The research basically compares the mind to a Swiss Army Knife, where multiple tools are combined to result in a very useful whole. However, each individual task is performed by a single instrument, which is precisely how IQ and face recognition are separated, the team says. The investigators published the full details of their work in the January 7 issue of the respected scientific journal Current Biology. The scientists worked on 102 pairs of identical twins, and on 71 pairs of fraternal twins in order to draw these conclusions. All the children were selected from schools in Beijing, and were aged between seven and 19.

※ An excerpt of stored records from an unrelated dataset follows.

//! Input report decoding
//!
//! Raw input reports are 13 bytes by default:
//!
//! ```text
//! 0..4   ack marker (NUL-terminated ASCII, "ACK")
//! 5..7   ok marker (NUL-terminated ASCII, "OK")
//! 9      key index in device layout numbering
//! 10     key state
//! ```
//!
//! Key 255 marks the acknowledgement of a write rather than a key event.

use crate::types::ReadResult;

/// Default length requested from the transport per read
pub const DEFAULT_READ_LENGTH: usize = 13;

/// Reports shorter than this are partial or noise frames
pub const MIN_FRAME_LEN: usize = 10;

/// Key value marking a write acknowledgement
pub const ACK_KEY: u8 = 255;

const KEY_OFFSET: usize = 9;
const STATUS_OFFSET: usize = 10;

/// Decode a raw report into a [`ReadResult`]
///
/// Missing bytes decode as zero; the caller decides whether the frame is long
/// enough to act on (see [`is_key_frame`]).
pub fn decode_input_report(buffer: &[u8]) -> ReadResult {
    ReadResult {
        key: buffer.get(KEY_OFFSET).copied().unwrap_or(0),
        status: buffer.get(STATUS_OFFSET).copied().unwrap_or(0),
        buffer: buffer.to_vec(),
        ack_response: c_string(slice(buffer, 0, 4)),
        ok_response: c_string(slice(buffer, 5, 7)),
    }
}

/// What a decoded report means to the read loop
#[derive(Debug, Clone, Copy, PartialEq, Eq)]
pub enum ReportKind {
    /// Partial/noise frame, discarded
    Short,
    /// Write acknowledgement, not a key event
    WriteAck,
    /// Key event carrying the logical key and its state
    Key { key: u8, status: u8 },
}

/// Classify a decoded report, remapping the key for key events
pub fn classify(result: &ReadResult) -> ReportKind {
    if result.buffer.len() < MIN_FRAME_LEN {
        ReportKind::Short
    } else if result.key == ACK_KEY {
        ReportKind::WriteAck
    } else {
        ReportKind::Key {
            key: map_key(result.key),
            status: result.status,
        }
    }
}

/// Whether a report is long enough to carry a key event
pub fn is_key_frame(result: &ReadResult) -> bool {
    matches!(classify(result), ReportKind::Key { .. })
}

/// Remap a physical key index to logical numbering
///
/// The top and bottom rows of the 15-key layout are swapped; the middle row is
/// unchanged. Values outside 1..=15 pass through untouched.
pub fn map_key(raw: u8) -> u8 {
    match raw {
        1..=5 => raw + 10,
        6..=10 => raw,
        11..=15 => raw - 10,
        other => other,
    }
}

fn slice(buffer: &[u8], start: usize, end: usize) -> &[u8] {
    let end = end.min(buffer.len());
    let start = start.min(end);
    &buffer[start..end]
}

fn c_string(bytes: &[u8]) -> String {
    let len = bytes.iter().position(|&b| b == 0).unwrap_or(bytes.len());
    String::from_utf8_lossy(&bytes[..len]).into_owned()
}
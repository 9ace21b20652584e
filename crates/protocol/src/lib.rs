//! Protocol library for stream-deck-rs
//!
//! This crate defines the host-side data model shared by the transport
//! backends and the device lifecycle manager: device identities, OS listing
//! entries, decoded input reports, firmware modes, status codes and the
//! transport error taxonomy.
//!
//! # Example
//!
//! ```
//! use protocol::{classify, decode_input_report, ReportKind};
//!
//! let mut raw = [0u8; 13];
//! raw[9] = 1; // physical key 1
//! raw[10] = 1; // pressed
//!
//! let report = decode_input_report(&raw);
//! assert_eq!(classify(&report), ReportKind::Key { key: 11, status: 1 });
//! ```

pub mod error;
pub mod report;
pub mod types;

pub use error::{DeviceError, Result};
pub use report::{
    ACK_KEY, DEFAULT_READ_LENGTH, MIN_FRAME_LEN, ReportKind, classify, decode_input_report,
    is_key_frame, map_key,
};
pub use types::{
    DeviceIdentity, DeviceMode, ImageFormat, RawDeviceInfo, ReadResult, VENDOR_USAGE_PAGE_MIN,
    status,
};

All of the pairs were made to watch images of faces on a computer screen. Each test subject saw ten faces at first, and then a batch of 30 images, of which 20 were of new, never-before-seen people. They were then asked to identify which of these individuals they had seen before, in the first batch of photographs. According to the research, identical twins had more tightly matched scores than fraternal twins. According to Liu, the variance between the results, which reached about 39 percent of cases, is attributable to genetic difference in the fraternal twins.